Non manca mai, in queste pagine, l’attenzione verso la natura: la si percepisce come una presenza viva, quasi sacra, che accompagna i protagonisti e insegna loro — e a noi lettori — il rispetto per ogni creatura e per l’ambiente che ci circonda. Vilasi riesce a trasmettere un amore autentico per la terra, gli animali, gli alberi e i fiori, trasformando la natura stessa in una protagonista silenziosa, ma fondamentale.
Le favole sono popolate da personaggi semplici, spesso simbolici, che diventano veicolo di valori senza tempo: la fiducia, la solidarietà, la speranza e l’importanza dell’ascolto. Non si tratta di storie complicate o forzatamente originali, ma proprio in questa semplicità risiede la loro forza. Parlano il linguaggio dell’infanzia, che è diretto, sincero e, proprio per questo, capace di toccare le corde più profonde anche dell’adulto.
Analisi narrativa
Un altro aspetto che colpisce è la capacità dell’autrice di creare un equilibrio tra tutti gli elementi: terra, acqua, aria, fuoco. Questi non sono solo sfondi, ma diventano simboli dei sentimenti e delle emozioni dei protagonisti, riflettendo paure, speranze e desideri. È un modo elegante per ricordarci che ogni nostra azione ha un riflesso sul mondo intorno a noi.
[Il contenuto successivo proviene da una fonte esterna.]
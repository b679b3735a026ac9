#![allow(dead_code)]

use std::str::FromStr;

use chrono::{Duration, Utc};
use rifa::{
    catalog::{self, NewRaffle, Raffle},
    database,
    ledger::ParticipantInfo,
    payment::{self, BankTransfer, PaymentMethodDetails},
    reservation::ReservationRequest,
};
use sqlx::{
    sqlite::{SqliteConnectOptions, SqlitePoolOptions},
    SqlitePool,
};
use uuid::Uuid;

/// Single-connection in-memory database. One connection keeps the in-memory
/// store alive for the whole test and serializes transactions the same way
/// a busy pool would under contention.
pub async fn memory_pool() -> SqlitePool {
    let options = SqliteConnectOptions::from_str("sqlite::memory:")
        .unwrap()
        .foreign_keys(true);

    let pool = SqlitePoolOptions::new()
        .min_connections(1)
        .max_connections(1)
        .idle_timeout(None)
        .max_lifetime(None)
        .connect_with(options)
        .await
        .unwrap();

    database::apply_schema(&pool).await.unwrap();

    pool
}

/// File-backed pool shaped like production (`database::init_db`): five
/// connections contending for SQLite's single writer, so races between
/// transactions are real rather than serialized by a lone connection.
pub async fn contended_pool() -> SqlitePool {
    let path = std::env::temp_dir().join(format!("rifa-test-{}.db", Uuid::new_v4().simple()));

    let options = SqliteConnectOptions::new()
        .filename(&path)
        .create_if_missing(true)
        .foreign_keys(true)
        .busy_timeout(std::time::Duration::from_secs(5));

    let pool = SqlitePoolOptions::new()
        .max_connections(5)
        .connect_with(options)
        .await
        .unwrap();

    database::apply_schema(&pool).await.unwrap();

    pool
}

pub struct Fixture {
    pub raffle: Raffle,
    pub payment_method_id: Uuid,
}

pub struct RaffleOptions {
    pub total_tickets: i64,
    pub limit_per_person: i64,
    pub prizes: usize,
    pub draw_date_in_past: bool,
}

impl Default for RaffleOptions {
    fn default() -> Self {
        Self {
            total_tickets: 100,
            limit_per_person: 100,
            prizes: 3,
            draw_date_in_past: true,
        }
    }
}

/// Active raffle with prizes and a registered bank-transfer payment method.
pub async fn fixture(pool: &SqlitePool, options: RaffleOptions) -> Fixture {
    let draw_date = if options.draw_date_in_past {
        Utc::now() - Duration::days(1)
    } else {
        Utc::now() + Duration::days(7)
    };

    let raffle = catalog::create_raffle(
        pool,
        NewRaffle {
            name: "Rifa de prueba".into(),
            price_cents: 500,
            total_tickets: options.total_tickets,
            limit_per_person: options.limit_per_person,
            reservation_window_minutes: 30,
            draw_date,
        },
    )
    .await
    .unwrap();

    for n in 1..=options.prizes {
        catalog::add_prize(pool, raffle.id, &format!("Premio {n}"))
            .await
            .unwrap();
    }

    let raffle = catalog::activate(pool, raffle.id).await.unwrap();

    let method = payment::register(
        pool,
        "Transferencia Banco Azul",
        &PaymentMethodDetails::BankTransfer(BankTransfer {
            bank: "Banco Azul".into(),
            account_holder: "Rifas SA".into(),
            account_number: "0102-3344-5566".into(),
        }),
    )
    .await
    .unwrap();

    Fixture {
        raffle,
        payment_method_id: method.id,
    }
}

pub fn participant(name: &str, phone: &str) -> ParticipantInfo {
    ParticipantInfo {
        name: name.into(),
        phone: phone.into(),
        email: None,
        id_document: None,
    }
}

pub fn explicit_request(
    fixture: &Fixture,
    phone: &str,
    numbers: Vec<i64>,
) -> ReservationRequest {
    ReservationRequest {
        raffle_id: fixture.raffle.id,
        participant: participant("Maria Perez", phone),
        ticket_numbers: Some(numbers),
        quantity: None,
        payment_method_id: fixture.payment_method_id,
        reference: None,
        receipt_image_url: None,
    }
}

pub fn quantity_request(fixture: &Fixture, phone: &str, quantity: i64) -> ReservationRequest {
    ReservationRequest {
        raffle_id: fixture.raffle.id,
        participant: participant("Maria Perez", phone),
        ticket_numbers: None,
        quantity: Some(quantity),
        payment_method_id: fixture.payment_method_id,
        reference: None,
        receipt_image_url: None,
    }
}

pub async fn ticket_state(pool: &SqlitePool, raffle_id: Uuid, numero: i64) -> String {
    sqlx::query_scalar("SELECT state FROM tickets WHERE raffle_id = ? AND numero = ?")
        .bind(raffle_id)
        .bind(numero)
        .fetch_one(pool)
        .await
        .unwrap()
}

pub async fn states_of_purchase(pool: &SqlitePool, purchase_id: Uuid) -> Vec<String> {
    sqlx::query_scalar("SELECT state FROM tickets WHERE purchase_id = ? ORDER BY numero")
        .bind(purchase_id)
        .fetch_all(pool)
        .await
        .unwrap()
}

/// Backdates a purchase's expiry so the sweeper sees it as lapsed.
pub async fn backdate_expiry(pool: &SqlitePool, purchase_id: Uuid, minutes: i64) {
    sqlx::query("UPDATE purchases SET expires_at = ? WHERE id = ?")
        .bind(Utc::now() - Duration::minutes(minutes))
        .bind(purchase_id)
        .execute(pool)
        .await
        .unwrap();
}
La scrittura di Vilasi è chiara, musicale, a tratti poetica, ma sempre accessibile. Le sue parole sembrano scelte con cura per accompagnare i bambini senza mai sovrastarli, e per dare agli adulti l’occasione di fermarsi a riflettere. È una scrittura che consola, incoraggia e, soprattutto, invita a guardare oltre l’apparenza.
In un’epoca in cui spesso la narrativa per l’infanzia è schiacciata da prodotti frettolosi o troppo didascalici, questa raccolta si distingue per autenticità e delicatezza. Non pretende di dare risposte definitive, ma suggerisce percorsi interiori, stimola domande e lascia spazio alla fantasia di ciascun lettore.
In definitiva, queste favole sono piccole luci che illuminano il sentiero della crescita. Racconti che parlano di coraggio, di fiducia nel prossimo, ma anche di fiducia in se stessi. Perché, come ci ricorda Antonella Colonna Vilasi, anche nel terreno più arido può sbocciare un fiore, se abbiamo il coraggio di credere che sia possibile.
Un libro che consiglio caldamente non solo ai bambini, ma anche a genitori, insegnanti e a chiunque senta il bisogno di riscoprire la bellezza delle cose semplici. Perché le favole, in fin dei conti, non hanno età.